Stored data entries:
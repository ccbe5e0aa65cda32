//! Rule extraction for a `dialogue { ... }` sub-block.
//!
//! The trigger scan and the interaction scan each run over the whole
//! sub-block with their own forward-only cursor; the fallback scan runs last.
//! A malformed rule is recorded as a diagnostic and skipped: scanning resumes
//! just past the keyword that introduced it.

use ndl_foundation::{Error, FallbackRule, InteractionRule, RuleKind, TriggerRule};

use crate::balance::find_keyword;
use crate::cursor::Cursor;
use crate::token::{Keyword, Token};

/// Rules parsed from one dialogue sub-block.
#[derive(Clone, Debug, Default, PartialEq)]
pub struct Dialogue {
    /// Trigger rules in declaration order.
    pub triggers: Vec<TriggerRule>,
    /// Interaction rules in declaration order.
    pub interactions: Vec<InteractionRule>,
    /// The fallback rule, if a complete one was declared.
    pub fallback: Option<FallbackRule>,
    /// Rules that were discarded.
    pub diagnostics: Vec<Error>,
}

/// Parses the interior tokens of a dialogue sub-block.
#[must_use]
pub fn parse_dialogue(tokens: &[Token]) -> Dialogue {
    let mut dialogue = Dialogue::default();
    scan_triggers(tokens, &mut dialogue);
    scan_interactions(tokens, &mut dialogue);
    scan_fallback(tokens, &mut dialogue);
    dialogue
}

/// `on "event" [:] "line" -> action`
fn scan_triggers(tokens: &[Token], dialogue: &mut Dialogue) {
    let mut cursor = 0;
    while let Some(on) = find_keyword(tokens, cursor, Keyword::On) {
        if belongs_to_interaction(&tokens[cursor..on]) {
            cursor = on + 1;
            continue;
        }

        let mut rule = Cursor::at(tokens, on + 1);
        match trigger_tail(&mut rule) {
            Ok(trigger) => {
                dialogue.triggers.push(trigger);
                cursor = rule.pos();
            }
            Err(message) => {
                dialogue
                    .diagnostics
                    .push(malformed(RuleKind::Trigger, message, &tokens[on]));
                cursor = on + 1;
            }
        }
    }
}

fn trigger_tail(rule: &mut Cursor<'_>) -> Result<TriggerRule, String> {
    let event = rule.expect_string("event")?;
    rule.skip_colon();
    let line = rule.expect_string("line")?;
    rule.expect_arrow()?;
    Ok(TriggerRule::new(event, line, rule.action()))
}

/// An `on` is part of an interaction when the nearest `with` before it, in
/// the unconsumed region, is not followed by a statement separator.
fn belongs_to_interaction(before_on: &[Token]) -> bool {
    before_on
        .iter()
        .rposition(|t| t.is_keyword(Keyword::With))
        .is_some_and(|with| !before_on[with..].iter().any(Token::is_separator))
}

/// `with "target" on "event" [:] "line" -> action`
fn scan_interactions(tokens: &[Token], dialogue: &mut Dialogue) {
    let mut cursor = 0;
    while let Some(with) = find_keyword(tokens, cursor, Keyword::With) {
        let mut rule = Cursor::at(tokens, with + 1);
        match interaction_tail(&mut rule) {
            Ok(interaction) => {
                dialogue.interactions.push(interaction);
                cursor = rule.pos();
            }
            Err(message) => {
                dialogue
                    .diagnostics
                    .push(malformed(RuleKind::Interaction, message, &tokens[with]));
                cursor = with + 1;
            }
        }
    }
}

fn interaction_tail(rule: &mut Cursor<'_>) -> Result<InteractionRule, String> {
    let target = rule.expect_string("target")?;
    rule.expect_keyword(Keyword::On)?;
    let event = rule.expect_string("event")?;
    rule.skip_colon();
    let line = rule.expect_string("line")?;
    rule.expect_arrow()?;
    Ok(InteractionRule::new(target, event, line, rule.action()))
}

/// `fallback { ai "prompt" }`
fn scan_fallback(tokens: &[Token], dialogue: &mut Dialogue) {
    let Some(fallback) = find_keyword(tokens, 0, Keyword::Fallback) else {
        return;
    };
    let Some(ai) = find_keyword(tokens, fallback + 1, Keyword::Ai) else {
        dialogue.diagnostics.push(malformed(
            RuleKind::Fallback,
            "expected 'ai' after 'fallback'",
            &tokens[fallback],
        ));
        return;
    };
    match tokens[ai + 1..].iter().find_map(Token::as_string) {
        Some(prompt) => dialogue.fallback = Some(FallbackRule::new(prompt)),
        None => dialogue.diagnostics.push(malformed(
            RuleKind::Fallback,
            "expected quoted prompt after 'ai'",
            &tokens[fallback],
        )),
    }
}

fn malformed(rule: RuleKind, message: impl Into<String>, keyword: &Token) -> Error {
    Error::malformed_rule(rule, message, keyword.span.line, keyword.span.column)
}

TASK GOAL:
Of the lines above, output exactly those from the line bearing "Ok(InteractionRule::new(target, event, line, rule.action()))" through the line bearing "match tokens[ai +", inclusive.

TASK ANSWER:
    Ok(InteractionRule::new(target, event, line, rule.action()))
}

/// `fallback { ai "prompt" }`
fn scan_fallback(tokens: &[Token], dialogue: &mut Dialogue) {
    let Some(fallback) = find_keyword(tokens, 0, Keyword::Fallback) else {
        return;
    };
    let Some(ai) = find_keyword(tokens, fallback + 1, Keyword::Ai) else {
        dialogue.diagnostics.push(malformed(
            RuleKind::Fallback,
            "expected 'ai' after 'fallback'",
            &tokens[fallback],
        ));
        return;
    };
    match tokens[ai + 1..].iter().find_map(Token::as_string) {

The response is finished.